Specific suggestions:
- Take care to listen to someone's idea entirely before you pass judgment on it. Ask questions if necessary. Do whatever it takes to make sure that you understand the idea. Try not to begin judging anything about the idea until you have understood it entirely.
- Before you begin talking to another person, pause for a moment and look at that person. Take in that person's attitude and feelings at that moment. Be aware of the person with whom you're speaking.
- If you become upset, walk away immediately. DO NOT express anger. When you get angry, you lose. After you have calmed down, apologize for leaving and continue with what you were doing.
- Try to identify the personality type of everyone that you encounter frequently in your life. Remember that people with the Sensing preference need to be communicated with in a direct, concise manner. Speak plainly and simply with Sensors, giving "yes" or "no" answers.
- Try to be on good terms with all people, even those that you consider beneath you. Try to understand that everybody has something to offer.
- When you make judgments or decisions, try to be aware of your motivation for making the judgment. Are you more interested in finding fault externally, or in improving your own understanding? Seek first to understand, and then to judge.
- Feed Your Strengths! Do things that allow your brilliant intuition and logical abilities to flourish. Explore the fascinating worlds of science, mathematics, law and medicine. Give your mind an outlet for its exceptional analytical abilities, and watch them grow.
- Face Your Weaknesses! See your weaknesses for what they are, and seek to overcome them. Especially, strive to use your judgment against your internal ideas and intuitions, rather than as a means of disregarding other people's ideas.
- Talk Through Your Thoughts. You need to step through your intuitions in order to put them into perspective. Give yourself time to do this, and take advantage of discussing ideas with others. You'll find externalizing your internal intuitions to be a valuable exercise. If you don't have someone to discuss your ideas with, try expressing your ideas clearly in writing.
- Take in Everything.
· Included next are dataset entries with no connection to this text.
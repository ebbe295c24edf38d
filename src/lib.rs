//! Near-Earth objects and their close approaches to Earth.
//!
//! [`data`] holds the linked dataset and its query engine; the other modules
//! read and write files and drive the command line.

pub mod cli;
pub mod data;
pub mod output;
pub mod repl;
pub mod state;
Don't dismiss ideas prematurely because you don't respect the person generating the ideas, or because you think you already know it all. After all, everybody has something to offer, and nobody knows everything. Steven Covey says it so well when he says: "Seek first to understand, and then to be understood."
- When You Get Angry, You Lose. Your passion and intensity are strong assets, but can be very harmful if you allow yourself to fall into the "Anger Trap". Remember that Anger is destructive to your personal relationships. Work through your anger before you impress it upon others, or you will likely find yourself alone. Disagreements and disappointments can only be handled effectively in a non-personal and dispassionate manner.
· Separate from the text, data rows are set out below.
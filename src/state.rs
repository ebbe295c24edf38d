use std::path::{Path, PathBuf};
use std::time::SystemTime;

use anyhow::{Context, Result};

use crate::data::loader::load_database;
use crate::data::NeoDatabase;

// ---------------------------------------------------------------------------
// Session state
// ---------------------------------------------------------------------------

/// A loaded dataset plus what is needed to rebuild it.
pub struct Session {
    /// NEO metadata file.
    pub neo_path: PathBuf,

    /// Close-approach file.
    pub cad_path: PathBuf,

    /// The dataset built from the files at their last successful load.
    pub database: NeoDatabase,

    /// Modification times of both files when `database` was built.
    loaded_mtimes: [Option<SystemTime>; 2],

    /// Successful reloads since the first load.
    generation: u64,
}

impl Session {
    /// Read both files and build the first dataset.
    pub fn load(neo_path: impl Into<PathBuf>, cad_path: impl Into<PathBuf>) -> Result<Self> {
        let neo_path = neo_path.into();
        let cad_path = cad_path.into();
        let loaded_mtimes = [modified(&neo_path), modified(&cad_path)];
        let database = load_database(&neo_path, &cad_path)?;
        Ok(Self {
            neo_path,
            cad_path,
            database,
            loaded_mtimes,
            generation: 0,
        })
    }

    /// Build a fresh dataset from the files. On failure the current one is kept.
    pub fn reload(&mut self) -> Result<()> {
        let mtimes = [modified(&self.neo_path), modified(&self.cad_path)];
        let database = load_database(&self.neo_path, &self.cad_path)
            .context("reloading data files; keeping the previous dataset")?;
        self.generation += 1;
        log::info!(
            "Reloaded {} NEOs and {} close approaches (generation {})",
            database.len_neos(),
            database.len_approaches(),
            self.generation
        );
        self.database = database;
        self.loaded_mtimes = mtimes;
        Ok(())
    }

    /// How many times the dataset has been rebuilt since [`Session::load`].
    pub fn generation(&self) -> u64 {
        self.generation
    }

    /// Whether either file changed on disk since the dataset was built.
    pub fn is_stale(&self) -> bool {
        let now = [modified(&self.neo_path), modified(&self.cad_path)];
        now.iter()
            .zip(&self.loaded_mtimes)
            .any(|(current, loaded)| match (current, loaded) {
                (Some(c), Some(l)) => c > l,
                (c, l) => c.is_some() != l.is_some(),
            })
    }
}

fn modified(path: &Path) -> Option<SystemTime> {
    std::fs::metadata(path).and_then(|m| m.modified()).ok()
}

#[cfg(test)]
pub(crate) mod tests {
    use std::fs;
    use std::time::Duration;

    use super::*;

    const NEOS: &str = "pdes,name,pha,diameter\n433,Eros,N,16.84\n";
    const CAD: &str = r#"{"fields": ["des", "cd", "dist", "v_rel"],
        "data": [["433", "2012-Jan-31 11:01", "0.178", "5.95"]]}"#;

    pub(crate) fn write_files(dir: &Path) -> (PathBuf, PathBuf) {
        let neo = dir.join("neos.csv");
        let cad = dir.join("cad.json");
        fs::write(&neo, NEOS).unwrap();
        fs::write(&cad, CAD).unwrap();
        (neo, cad)
    }

    pub(crate) fn touch_later(path: &Path) {
        let file = fs::File::options().write(true).open(path).unwrap();
        file.set_modified(SystemTime::now() + Duration::from_secs(60)).unwrap();
    }

    #[test]
    fn load_and_reload() {
        let dir = tempfile::tempdir().unwrap();
        let (neo, cad) = write_files(dir.path());

        let mut session = Session::load(&neo, &cad).unwrap();
        assert_eq!(session.database.len_approaches(), 1);
        assert!(!session.is_stale());

        fs::write(
            &cad,
            r#"{"fields": ["des", "cd", "dist", "v_rel"],
                "data": [["433", "2012-Jan-31 11:01", "0.178", "5.95"],
                         ["433", "2056-Jan-24 10:00", "0.15", "6.1"]]}"#,
        )
        .unwrap();
        touch_later(&cad);
        assert!(session.is_stale());

        session.reload().unwrap();
        assert_eq!(session.database.len_approaches(), 2);
        assert!(!session.is_stale());
        assert_eq!(session.generation(), 1);
    }

    #[test]
    fn failed_reload_keeps_previous_dataset() {
        let dir = tempfile::tempdir().unwrap();
        let (neo, cad) = write_files(dir.path());
        let mut session = Session::load(&neo, &cad).unwrap();

        fs::write(&cad, "{ not json").unwrap();
        assert!(session.reload().is_err());
        assert_eq!(session.generation(), 0);
        assert_eq!(session.database.len_approaches(), 1);
        assert!(session.database.get_neo_by_name("eros").is_some());
    }
}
- Respect your Need for Intellectual Compatibility Don't expect yourself to be a "touchy-feely" or "warm-fuzzy" person. Realize that your most ardent bonds with others will start with the head, rather than the heart. Be aware of other's emotional needs, and express your genuine love and respect for them in terms that are real to YOU. Be yourself.
- Be Accountable for Yourself. Don't blame the problems in your life on other people. Look inwardly for solutions. No one has more control over your life than you have.
- Be Humble. Judge yourself at least as harshly as you judge others.
- Assume the Best. Don't distress yourself and others by dwelling on the dark side of everything. Just as there is a positive charge for every negative charge, there is a light side to every dark side. Remember that positive situations are created by positive attitudes. Expect the best, and the best will come forward.
- Don't Get Isolated! Recognize the value that the external world represents to you, and interact with it in the style that's natural to you. Join clubs and internet e-mail lists that house in-depth discussions of topics that you're interested in. Seek and foster friendships with others of like competence and capacity for understanding. Extravert in your own style.